If elections were held today, the opposition Popular Party (PP) would win 45.3 percent of the vote to 33.5 percent for the Socialist Party (PSOE) of Prime Minister Jose Luis Rodriguez Zapatero, one poll in the conservative daily ABC said.
Such a result would give the PP an absolute majority in parliament.
"The PSOE finds itself in an electoral depression" having gone down five points since December and "the Socialists' weakness has intensified" since the government unveiled its new austerity cuts on May 12, which include a reduction in the wages of public sector workers.
The poll by the DYM institute was carried out among 1,008 people between June 3 and 10.
Another poll published Monday in the centre-left daily Publico also showed the PP well ahead, although by a smaller margin.
It said 41.77 percent of the electorate supported the PP and 33.1 percent the PSOE.
"The PSOE has maintained an unrelenting slide over the past year and the PP has managed to open a breach ... to emerge from the stagnation in which it found itself," said Publico.
The poll, by the Publiscopio agency, was carried among 3,205 people between May 17 and June 9.
A poll released by the CIS institute on May 10, before the cuts were announced, gave the PP a lead of just 1.5 percent -- 39.5 percent to 38 percent for the PSOE.

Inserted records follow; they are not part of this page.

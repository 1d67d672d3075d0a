// src/commands/revert.rs

//! Revert command - restore the installation from a backup

use super::{print_capped, progress_reporter, resolve_volume};
use crate::cli::VolumeArgs;
use anyhow::Result;
use rbdeploy::config::Config;
use rbdeploy::deploy::{BackupSelector, RestorePlan, RevertOutcome, Reverter};
use tracing::info;

const MAX_PLAN_LINES: usize = 50;

/// Restore a volume's installation from a backup
pub fn cmd_revert(
    config: &Config,
    backup: Option<&str>,
    volume_args: &VolumeArgs,
    dry_run: bool,
) -> Result<()> {
    let volume = resolve_volume(config, volume_args)?;
    let selector: BackupSelector = backup.unwrap_or_default().parse()?;
    info!("Reverting {} (dry_run={})", volume.install_dir().display(), dry_run);

    let progress = progress_reporter();
    let reverter = Reverter::for_volume(&volume).with_dry_run(dry_run);

    match reverter.run(&selector, progress.as_ref())? {
        RevertOutcome::Planned(plan) => {
            print_plan(&plan);
            println!("\n[DRY RUN] Nothing written.");
        }
        RevertOutcome::Restored { plan, result } => {
            print_plan(&plan);
            println!(
                "\nRestored {} from {}: {} files restored, {} removed",
                volume.install_dir().display(),
                result.backup.file_name(),
                result.restored,
                result.removed
            );
        }
    }
    Ok(())
}

fn print_plan(plan: &RestorePlan) {
    println!(
        "Backup: {} ({})",
        plan.backup.path.display(),
        plan.backup.timestamp.format("%Y-%m-%d %H:%M:%S")
    );

    if plan.removes_target {
        println!("The backup predates the installation; it will be removed entirely.");
    }

    let restores: Vec<_> = plan.restores().collect();
    let removals: Vec<_> = plan.removals().collect();
    println!("\nRestore {} files:", restores.len());
    print_capped(&restores, MAX_PLAN_LINES);
    if !removals.is_empty() {
        println!("\nRemove {} files not in the backup:", removals.len());
        print_capped(&removals, MAX_PLAN_LINES);
    }
}
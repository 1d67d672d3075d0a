// src/volume.rs

//! Removable volume handling
//!
//! A [`TargetVolume`] is the mounted root of the SD card (or similar). The
//! live installation and the backup store both live directly under it:
//!
//! ```text
//! <volume>/
//!   .rockbox/            TargetTree
//!   .rockbox_backups/    backup store
//! ```

use crate::config::VolumeConfig;
use crate::error::{Error, Result};
use fs2::FileExt;
use std::fs::{self, File};
use std::path::{Path, PathBuf};
use tracing::{debug, info, warn};

/// Lock file name inside the backup store
const LOCK_FILE: &str = ".lock";

/// A mounted volume holding an installation and its backups
#[derive(Debug, Clone, PartialEq, Eq)]
pub struct TargetVolume {
    root: PathBuf,
    install_dir: String,
    backup_dir: String,
}

impl TargetVolume {
    /// Create a volume with the default layout
    pub fn new(root: impl Into<PathBuf>) -> Self {
        Self::with_layout(root, &VolumeConfig::default())
    }

    /// Create a volume using the directory names from `layout`
    pub fn with_layout(root: impl Into<PathBuf>, layout: &VolumeConfig) -> Self {
        Self {
            root: root.into(),
            install_dir: layout.install_dir.clone(),
            backup_dir: layout.backup_dir.clone(),
        }
    }

    /// Volume root
    pub fn root(&self) -> &Path {
        &self.root
    }

    /// Name of the installation directory (e.g. `.rockbox`)
    pub fn install_dir_name(&self) -> &str {
        &self.install_dir
    }

    /// The live installation (TargetTree)
    pub fn install_dir(&self) -> PathBuf {
        self.root.join(&self.install_dir)
    }

    /// The backup store
    pub fn backups_dir(&self) -> PathBuf {
        self.root.join(&self.backup_dir)
    }

    /// Confirm the volume root accepts writes
    ///
    /// Writes and removes a small probe file. Read-only mounts and write-
    /// protected cards fail here, before anything else is touched.
    pub fn ensure_writable(&self) -> Result<()> {
        let stamp = chrono::Utc::now().timestamp();
        let probe = self.root.join(format!(".write_test_{}", stamp));

        let result = fs::write(&probe, b"ok");
        let _ = fs::remove_file(&probe);

        result.map_err(|e| {
            Error::VolumeError(format!("Cannot write to {}: {}", self.root.display(), e))
        })
    }

    /// Take the exclusive advisory lock for this volume
    ///
    /// Held for backup+merge or for a revert so two runs cannot interleave on
    /// the same card. Creates the backup store if needed.
    pub fn lock(&self) -> Result<VolumeLock> {
        let dir = self.backups_dir();
        fs::create_dir_all(&dir)?;
        let path = dir.join(LOCK_FILE);
        let file = File::create(&path)?;

        file.try_lock_exclusive().map_err(|e| {
            Error::LockError(format!(
                "Another rbdeploy run holds {} ({})",
                path.display(),
                e
            ))
        })?;

        debug!("Acquired volume lock {}", path.display());
        Ok(VolumeLock { file, path })
    }
}

/// Exclusive lock on a volume, released on drop
#[derive(Debug)]
pub struct VolumeLock {
    file: File,
    path: PathBuf,
}

impl Drop for VolumeLock {
    fn drop(&mut self) {
        if let Err(e) = FileExt::unlock(&self.file) {
            warn!("Failed to release lock {}: {}", self.path.display(), e);
        }
    }
}

/// Resolve the volume to operate on
///
/// An explicit `mount_path` wins and must exist. Otherwise `label` is looked
/// up under `mount_root`, first exactly and then case-insensitively, since
/// desktop automounters are inconsistent about label case.
pub fn resolve_mount_path(
    label: Option<&str>,
    mount_root: &Path,
    mount_path: Option<&Path>,
) -> Result<PathBuf> {
    if let Some(path) = mount_path {
        if !path.exists() {
            return Err(Error::VolumeError(format!(
                "Mount path does not exist: {}",
                path.display()
            )));
        }
        return Ok(path.canonicalize().unwrap_or_else(|_| path.to_path_buf()));
    }

    let label = label.ok_or_else(|| {
        Error::VolumeError("Provide a volume label or an explicit mount path".to_string())
    })?;

    let candidate = mount_root.join(label);
    if candidate.is_dir() {
        return Ok(candidate);
    }

    let wanted = label.to_lowercase();
    let entries = fs::read_dir(mount_root).map_err(|e| {
        Error::VolumeError(format!(
            "Cannot read mount root {}: {}",
            mount_root.display(),
            e
        ))
    })?;

    let mut matches: Vec<PathBuf> = entries
        .filter_map(|e| e.ok())
        .map(|e| e.path())
        .filter(|p| p.is_dir())
        .filter(|p| {
            p.file_name()
                .map(|n| n.to_string_lossy().to_lowercase() == wanted)
                .unwrap_or(false)
        })
        .collect();
    matches.sort();

    match matches.into_iter().next() {
        Some(found) => {
            info!("Resolved label '{}' to {}", label, found.display());
            Ok(found)
        }
        None => Err(Error::VolumeError(format!(
            "Mount path not found for label '{}' under {}",
            label,
            mount_root.display()
        ))),
    }
}
// src/repository/mod.rs

//! Remote distribution point access
//!
//! This module provides:
//! - An HTTP client with retry, timeouts and a browser-like User-Agent
//! - Discovery of releases, devices and nightly builds from HTML indexes
//! - Artifact sources (HTTP and local file) for the deploy pipeline

pub mod client;
pub mod index;
pub mod source;

pub use client::{Fetched, RepositoryClient};
pub use index::{nightly_url, release_url, BuildIndex};
pub use source::{FileArtifactSource, HttpArtifactSource};
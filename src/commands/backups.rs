// src/commands/backups.rs

//! Backups command - list snapshots on a volume

use super::resolve_volume;
use crate::cli::VolumeArgs;
use anyhow::{Context, Result};
use rbdeploy::config::Config;
use rbdeploy::deploy::BackupManager;

/// List the backups on a volume, newest first
pub fn cmd_backups(config: &Config, volume_args: &VolumeArgs) -> Result<()> {
    let volume = resolve_volume(config, volume_args)?;
    let manager = BackupManager::for_volume(&volume);
    let backups = manager
        .list()
        .with_context(|| format!("Failed to list {}", manager.store().display()))?;

    if backups.is_empty() {
        println!("No backups in {}", manager.store().display());
        return Ok(());
    }

    println!("Backups in {}:", manager.store().display());
    for (i, backup) in backups.iter().enumerate() {
        let size = std::fs::metadata(&backup.path).map(|m| m.len()).unwrap_or(0);
        let marker = if i == 0 { " (latest)" } else { "" };
        println!(
            "  {}  {}  {:>10} bytes{}",
            backup.timestamp.format("%Y-%m-%d %H:%M:%S"),
            backup.file_name(),
            size,
            marker
        );
    }
    println!("\nTotal: {} backup(s)", backups.len());
    Ok(())
}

General elections are not scheduled in Spain until 2012 and Zapatero, who governs without a working majority in parliament, recently ruled out calling an early vote despite the problems he has faced passing his austerity measures in parliament.
Spain just emerged this year from its worst recession in decades, which began at the end of 2008 as the global financial meltdown compounded a crisis in the once-booming property market.
The recession has sent the unemployment rate soaring to more than 20 percent.